Weighted SMDs should move toward zero if the propensity model is balancing observed covariates. Balance can improve even when weights are unstable, so balance and weight diagnostics should be read together.

Plot Balance Diagnostics

This plot compares raw and weighted standardized mean differences across scenarios.

balance_plot_df = balance_table.melt(
    id_vars=["scenario", "covariate"],
    value_vars=["raw_smd", "weighted_smd_clip01", "weighted_smd_clip05"],
    var_name="balance_type",
    value_name="smd",
)

g = sns.catplot(
    data=balance_plot_df,
    x="smd",
    y="covariate",
    hue="balance_type",
    col="scenario",
    kind="bar",
    height=4.8,
    aspect=1.15,
    sharex=True,
)
for ax in g.axes.flat:
    ax.axvline(0, color="#111827", linewidth=1)
    ax.axvline(0.1, color="#9ca3af", linestyle="--", linewidth=1)
    ax.axvline(-0.1, color="#9ca3af", linestyle="--", linewidth=1)
g.set_axis_labels("Standardized mean difference", "")
g.set_titles("{col_name}")
g.fig.suptitle("Raw And Weighted Balance", y=1.05)
g.fig.savefig(FIGURE_DIR / "05_balance_before_after_weighting.png", dpi=160, bbox_inches="tight")
plt.show()

The weighted bars should shrink compared with the raw bars. If weighting balances covariates but the effective sample size collapses, the estimate may still be too fragile to trust without qualification.

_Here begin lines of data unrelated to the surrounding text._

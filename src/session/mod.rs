//! Incremental session cache
//!
//! The session owns every tracked [`SrcFile`], grouped into directory-scoped [`SrcPack`]s, plus
//! the diagnostics last published for each file path. It keeps tokens and ASTs current as files
//! are edited, created, deleted or re-read, and skips work wherever it can tell nothing relevant
//! changed:
//!
//! - **File level**: text identical to what is cached is never re-tokenized. A new AST that
//!   equals the old one up to comments, whitespace and top-level order is a cosmetic edit and
//!   does not queue its pack for a tree refresh.
//! - **Pack level**: a queued pack only refreshes its trees if its member set or some member's
//!   content hash differs from the last refresh.
//! - **Publishing**: the diagnostics-changed notification fires only when the recomputed
//!   diagnostics differ from the published ones.
//!
//! ## Concurrency
//!
//! All state lives in one [`SessionState`] behind a mutex, reached only via [`Session::access`].
//! A diagnostics-changed notification produced during an access is sent after the lock is
//! released, so a listener may call back into [`Session::access`] without deadlocking.
//!
//! ## Modules
//!
//! - `src_file` - A tracked file and its derived tokens/AST
//! - `pack` - Directory-scoped packs and the tree refresh gate
//! - `ensure` - Ensuring, removing and reconciling files
//! - `publish` - Diagnostics aggregation and publishing
//! - `content_hash` - Recompute-skip keys
//! - `paths` - Source file path classification

mod content_hash;
mod ensure;
mod pack;
mod paths;
mod publish;
mod src_file;

use std::path::{Path, PathBuf};

use loon_syntax::diagnostics::Diagnostic;
use parking_lot::Mutex;
use rustc_hash::FxHashMap;
use tokio::sync::mpsc;

use crate::config::SessionConfig;

pub use content_hash::content_hash;
pub use pack::SrcPack;
pub use paths::is_source_file_path;
pub use src_file::{MAX_SOURCE_SIZE, ReadError, SrcFile, read_source};

/// Published diagnostics, per file path.
pub type DiagnosticsMap = FxHashMap<PathBuf, Vec<Diagnostic>>;

/// Counts of the expensive steps the session performed, for logging and tests.
#[derive(Debug, Clone, Copy, Default, PartialEq, Eq)]
pub struct RecomputeStats {
    pub tokenizations: u64,
    pub parses: u64,
    pub tree_refreshes: u64,
}

/// Sent after an access that changed the published diagnostics.
///
/// Carries the complete diagnostics map as of that access, not a delta.
#[derive(Debug, Clone)]
pub struct DiagnosticsChanged {
    pub diagnostics: DiagnosticsMap,
}

// ============================================================================
// Session
// ============================================================================

/// Owner of the session state and its single guarded entry point.
pub struct Session {
    state: Mutex<SessionState>,
    notifier: Option<mpsc::UnboundedSender<DiagnosticsChanged>>,
}

impl Session {
    /// A session without change notifications.
    pub fn new(config: SessionConfig) -> Self {
        Self {
            state: Mutex::new(SessionState::new(config)),
            notifier: None,
        }
    }

    /// A session that sends a [`DiagnosticsChanged`] for every publish that altered diagnostics.
    ///
    /// Pass the receiver to [`spawn_diagnostics_listener`] or poll it directly.
    pub fn with_notifications(config: SessionConfig) -> (Self, mpsc::UnboundedReceiver<DiagnosticsChanged>) {
        let (tx, rx) = mpsc::unbounded_channel();
        let session = Self {
            state: Mutex::new(SessionState::new(config)),
            notifier: Some(tx),
        };
        (session, rx)
    }

    /// Run `f` with exclusive access to the session state.
    ///
    /// Blocks while another caller holds access. Any resulting notification is sent once `f`
    /// has returned and the lock is released.
    pub fn access<R>(&self, f: impl FnOnce(&mut SessionState) -> R) -> R {
        let (result, changed) = {
            let mut state = self.state.lock();
            let result = f(&mut state);
            let pending = state.take_notify_pending();
            let changed = (pending && self.notifier.is_some()).then(|| DiagnosticsChanged {
                diagnostics: state.published.clone(),
            });
            (result, changed)
        };
        if let (Some(changed), Some(notifier)) = (changed, &self.notifier)
            && notifier.send(changed).is_err()
        {
            tracing::debug!("diagnostics changed, but nobody is listening");
        }
        result
    }
}

impl Default for Session {
    fn default() -> Self {
        Self::new(SessionConfig::default())
    }
}

/// Handle every [`DiagnosticsChanged`] on its own background task, in order.
///
/// Must be called from within a tokio runtime. The task ends once the session is dropped.
pub fn spawn_diagnostics_listener<F>(
    mut events: mpsc::UnboundedReceiver<DiagnosticsChanged>,
    mut on_change: F,
) -> tokio::task::JoinHandle<()>
where
    F: FnMut(DiagnosticsChanged) + Send + 'static,
{
    tokio::spawn(async move {
        while let Some(changed) = events.recv().await {
            on_change(changed);
        }
    })
}

// ============================================================================
// Session state
// ============================================================================

/// Everything the session tracks. Reached through [`Session::access`].
#[derive(Debug)]
pub struct SessionState {
    config: SessionConfig,
    packs: FxHashMap<PathBuf, SrcPack>,
    published: DiagnosticsMap,
    stats: RecomputeStats,
    notify_pending: bool,
}

impl SessionState {
    fn new(config: SessionConfig) -> Self {
        Self {
            config,
            packs: FxHashMap::default(),
            published: DiagnosticsMap::default(),
            stats: RecomputeStats::default(),
            notify_pending: false,
        }
    }

    pub fn config(&self) -> &SessionConfig {
        &self.config
    }

    pub fn stats(&self) -> RecomputeStats {
        self.stats
    }

    /// Diagnostics as last published, per file path.
    pub fn current_diagnostics(&self) -> &DiagnosticsMap {
        &self.published
    }

    /// All packs, sorted by directory path.
    pub fn all_packs(&self) -> Vec<&SrcPack> {
        let mut packs: Vec<&SrcPack> = self.packs.values().collect();
        packs.sort_by(|a, b| a.dir_path().cmp(b.dir_path()));
        packs
    }

    /// The cached file at `path`, without checking whether it is current.
    pub fn cached_file(&self, path: &Path) -> Option<&SrcFile> {
        self.packs.get(path.parent()?)?.file(path)
    }

    /// The cached pack of `dir`, without loading it.
    pub fn cached_pack(&self, dir: &Path) -> Option<&SrcPack> {
        self.packs.get(dir)
    }

    pub fn is_source_file_path(&self, path: &Path) -> bool {
        is_source_file_path(path, &self.config)
    }

    fn is_known(&self, path: &Path) -> bool {
        self.cached_file(path).is_some()
    }

    fn take_notify_pending(&mut self) -> bool {
        std::mem::take(&mut self.notify_pending)
    }
}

Weighting Estimates Across Scenarios

Now we compute treatment-effect estimates for each scenario. The table includes:

Naive treated-minus-control difference.
Adjusted outcome regression.
IPW using clipped propensities.
Normalized IPW.
Stabilized-weight outcome mean difference.
Trimmed normalized IPW restricted to common propensity bands.

def estimate_weighted_effects(df, true_ate):
    rows = []
    for scenario, scenario_df in df.groupby("scenario"):
        treatment = scenario_df["feature_exposure"].to_numpy()
        outcome = scenario_df["weekly_value"].to_numpy()
        p01 = scenario_df["clipped_propensity_01"].to_numpy()
        p05 = scenario_df["clipped_propensity_05"].to_numpy()

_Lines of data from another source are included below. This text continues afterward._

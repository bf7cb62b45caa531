//! Loon tooling CLI entry point

fn main() {
    // Initialize structured logging with env-based filter, defaulting to info
    let _ = tracing_subscriber::fmt()
        .with_env_filter(
            tracing_subscriber::EnvFilter::try_from_default_env()
                .unwrap_or_else(|_| tracing_subscriber::EnvFilter::new("info")),
        )
        .with_writer(std::io::stderr)
        .try_init();

    loon::cli::run();
}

        naive = scenario_df.loc[scenario_df["feature_exposure"] == 1, "weekly_value"].mean() - scenario_df.loc[
            scenario_df["feature_exposure"] == 0,
            "weekly_value",
        ].mean()

        regression_fit = smf.ols(
            formula="weekly_value ~ feature_exposure + user_engagement + prior_sessions + account_age_weeks + is_power_user + baseline_value",
            data=scenario_df,
        ).fit()
        regression_estimate = regression_fit.params["feature_exposure"]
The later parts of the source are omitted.